The judgment was appealed and later upheld in 2019 by Saskatchewan’s Court of Appeal whose justices ruled the judgment of the nurses association was reasonable (CCF 2009; Martin 2019). By that was meant that the Nurses Association’s review procedures were within its lawful mandate as the organization charged in law with professional governance in the province. The decision did not comment on arguments by her lawyers and others that Strom’s conviction violated a Canadian citizen’s rights of free speech. Nor did it note Strom’s post was directed at institutional decision makers, not the nurses alone. The Association’s view that identifying herself as a nurse meant she acted in a professional role that restricted public commentary was not considered and thus not adjudicated. In argument, lawyers for Strom drew a parallel with a previous case in which a charge of professional misconduct against a Saskatchewan nurse protesting at a Planned Parenthood office was rejected on the basis of his protected right to freedom of expression (Martin 2019).

2.2 Mary Ellen Waithe: the ethicist’s role

In 1997 Dr. Mary Ellen Waithe, then director of advanced studies in bioethics at Cleveland State University, approached Carmen Marino, the first assistant prosecutor for Cuyahoga County, Ohio, on a matter of “grave concern” (Kolata 1997). A student in her bioethics class, Peggy Rickard Bishop Bargholt, worked at that time for the graft organ transplant and retrieval program at the Cleveland Clinic. She asked Waithe’s opinion of proposed protocols approving the administration of two drugs (Heparin and Regitine) whose purpose was not patient care but to facilitate organ transplantation through the speedy death of the patient. Bishop Bargholt asked Waithe if this was not helping kill persons who might otherwise survive, albeit in a restricted state.

The subsequent investigation focused on a definition of “brain death”—not unique to this institution—in which a persistently unconscious person with cardiac function could be a suitable candidate for organ transplantation (Carlson 1997). A review made clear, Marino said, ''The ultimate motive for declaring [brain] death comes into play—to harvest organs.'' In other words, death was to be pronounced for pragmatic reasons in patients who might otherwise have survived, albeit with profound cognitive deficits.

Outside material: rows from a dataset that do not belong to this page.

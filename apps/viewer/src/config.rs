use std::str::FromStr;

use anyhow::{anyhow, Context, Result};

/// Default Truth Engine origin when `TRUTH_ENGINE_API_URL` is not set.
pub const DEFAULT_API_BASE: &str = "https://ryanguidry.com";
/// Name of the variable the operator must set to select a profile.
pub const HANDLE_ENV: &str = "TRUTH_ENGINE_HANDLE";
const DEFAULT_REVALIDATE_SECONDS: u64 = 60;

/// How the profile page reaches the browser.
#[derive(Debug, Clone, Copy, PartialEq, Eq)]
pub enum RenderStrategy {
    /// Fetch and render while handling `GET /`.
    PreRender,
    /// Serve a loading shell that pulls `/fragment` after mount.
    OnLoad,
}

impl FromStr for RenderStrategy {
    type Err = anyhow::Error;

    fn from_str(s: &str) -> Result<Self> {
        match s.trim().to_ascii_lowercase().as_str() {
            "pre-render" | "prerender" | "server" => Ok(RenderStrategy::PreRender),
            "on-load" | "onload" | "client" => Ok(RenderStrategy::OnLoad),
            other => Err(anyhow!(
                "unknown render strategy '{other}' (expected 'pre-render' or 'on-load')"
            )),
        }
    }
}

/// Application configuration loaded from environment variables.
///
/// A missing handle is not a startup error: the page shows the
/// "Profile Unavailable" panel instead.
#[derive(Debug, Clone)]
pub struct Config {
    pub handle: Option<String>,
    pub api_base: String,
    pub render_strategy: RenderStrategy,
    pub revalidate_seconds: u64,
    pub port: u16,
    pub rust_log: String,
}

impl Config {
    pub fn from_env() -> Result<Self> {
        dotenvy::dotenv().ok(); // load .env if present; ignore if missing

        Ok(Config {
            handle: optional_env(HANDLE_ENV),
            api_base: optional_env("TRUTH_ENGINE_API_URL")
                .unwrap_or_else(|| DEFAULT_API_BASE.to_string()),
            render_strategy: optional_env("RENDER_STRATEGY")
                .map(|s| s.parse::<RenderStrategy>())
                .transpose()
                .context("RENDER_STRATEGY must be 'pre-render' or 'on-load'")?
                .unwrap_or(RenderStrategy::PreRender),
            revalidate_seconds: optional_env("REVALIDATE_SECONDS")
                .map(|s| s.parse::<u64>())
                .transpose()
                .context("REVALIDATE_SECONDS must be a whole number of seconds")?
                .unwrap_or(DEFAULT_REVALIDATE_SECONDS),
            port: std::env::var("PORT")
                .unwrap_or_else(|_| "8080".to_string())
                .parse::<u16>()
                .context("PORT must be a valid port number")?,
            rust_log: std::env::var("RUST_LOG").unwrap_or_else(|_| "info".to_string()),
        })
    }
}

/// Reads a variable, treating an empty or whitespace-only value as unset.
fn optional_env(key: &str) -> Option<String> {
    std::env::var(key)
        .ok()
        .map(|v| v.trim().to_string())
        .filter(|v| !v.is_empty())
}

The investigation became a national cause celebré when the TV documentary show 60 Minutes ran the story on national television (Sixty Minutes 1997). Cleveland Clinic ethicist George Agich and his predecessor Dr. George Canoti expressed outrage at Bargholt’s and Waithe’s referral to the county prosecutor (Kolata 1997b). Professional courtesy required discussion with them rather than a public investigation. When asked about this Waithe told television interviewers that when one observes a suspected crime one has a duty to report it to authorities, not discuss it with the perpetrators.

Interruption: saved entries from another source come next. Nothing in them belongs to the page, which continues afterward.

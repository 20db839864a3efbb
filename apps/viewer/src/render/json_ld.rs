use serde::Serialize;

use crate::models::profile::Profile;

/// schema.org `Person` built from the profile identity. Absent fields are left out.
#[derive(Debug, Serialize)]
pub struct PersonSchema<'a> {
    #[serde(rename = "@context")]
    pub context: &'static str,
    #[serde(rename = "@type")]
    pub kind: &'static str,
    pub name: &'a str,
    #[serde(rename = "jobTitle", skip_serializing_if = "Option::is_none")]
    pub job_title: Option<&'a str>,
    #[serde(skip_serializing_if = "Option::is_none")]
    pub description: Option<&'a str>,
    #[serde(skip_serializing_if = "Option::is_none")]
    pub url: Option<&'a str>,
    #[serde(rename = "sameAs", skip_serializing_if = "Option::is_none")]
    pub same_as: Option<&'a [String]>,
    #[serde(skip_serializing_if = "Option::is_none")]
    pub address: Option<PostalAddress<'a>>,
}

#[derive(Debug, Serialize)]
pub struct PostalAddress<'a> {
    #[serde(rename = "@type")]
    pub kind: &'static str,
    #[serde(rename = "addressLocality", skip_serializing_if = "Option::is_none")]
    pub locality: Option<&'a str>,
    #[serde(rename = "addressRegion", skip_serializing_if = "Option::is_none")]
    pub region: Option<&'a str>,
    #[serde(rename = "addressCountry", skip_serializing_if = "Option::is_none")]
    pub country: Option<&'a str>,
}

pub fn person_schema(profile: &Profile) -> PersonSchema<'_> {
    let identity = &profile.identity;
    let links = profile.links.as_ref();

    PersonSchema {
        context: "https://schema.org",
        kind: "Person",
        name: &identity.name,
        job_title: identity.headline.as_deref(),
        description: identity.summary.as_deref(),
        url: links.and_then(|l| l.website.as_deref()),
        same_as: links.and_then(|l| l.same_as.as_deref()),
        address: identity.location.as_ref().map(|loc| PostalAddress {
            kind: "PostalAddress",
            locality: loc.city.as_deref(),
            region: loc.region.as_deref(),
            country: loc.country.as_deref(),
        }),
    }
}

/// Serializes the person schema for embedding in a `<script>` element.
/// `</` is escaped so profile text cannot close the script block early.
pub fn script_body(profile: &Profile) -> String {
    serde_json::to_string(&person_schema(profile))
        .unwrap_or_else(|_| "{}".to_string())
        .replace("</", "<\\/")
}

In her view it was her duty as a teacher to consider a practical problem presented by a student. As a medical ethicist, she was obliged to evaluate the procedures critically. As a citizen, she was required to notify authorities of what appeared to be tantamount to illegal euthanasia.

Waithe was broadly criticized both by the Cleveland Clinic ethicists, and others worried her story might adversely affect voluntary graft organ donations and thus the U.S. organ transplantation program. After all, the “brain death” definition was widely accepted at US hospitals. After the public disclosure and debate the hospital adopted a less controversial, non-beating heart protocol (Smith 2016). Under withering, heavy institutional fire, she left the university and bioethics, eventually finding a job teaching philosophy and religion.

2.3 Nancy Olivieri: physicians and research

In 1995, researchers at Toronto, Canada’s Hospital for Sick Children signed a contract with Canadian drug company Apotex to investigate a new treatment of children with Thalassemia Major, an inherited blood disorder resulting in the production of abnormal haemoglobin (Viens and Savulescu 2004). The contract for supervised trials of the drug deferiprone included a clause requiring researchers to treat as confidential all data collected until three years after the termination of the trial.

During the trials, however, the team’s lead researcher Dr. Nancy Olivieri developed misgivings about the drug’s effectiveness. More critically, she came to believe it caused a potentially dangerous progression of liver fibrosis in some patients. It thus would not serve as a substitute for more traditional treatments with the chelation medication deferoxamine.

Dr. Olivieri reported her finding to hospital officials and to the company. Despite the confidentiality clause in her contract she thought it important to present the team’s findings at medical meetings and in journal articles. This led to a series of disputes within the hospital, with the company and eventually in the courts: “The Company threatened to sue Olivieri if she publicly revealed her fears about the inadequacy of their drug, deferiprone. She sued them for libelling her; they sued her ($20 million) for libelling their drug” (Shafer 2015).

At the time, the University of Toronto where Olivieri held an appointment and the Hospital for Sick Children reportedly were negotiating a large donation from Apotex. Not surprisingly, perhaps, neither institute supported her. Instead she was dismissed, although eventually reinstated, and reported to the Canadian College of Physicians and Surgeons for research misconduct. Later, many would criticize both actions (Baylis 2004). “Things have come to a sorry state,” wrote one, if scientists who tell the truth run the risk of professional dissolution” (Weatherall 2005).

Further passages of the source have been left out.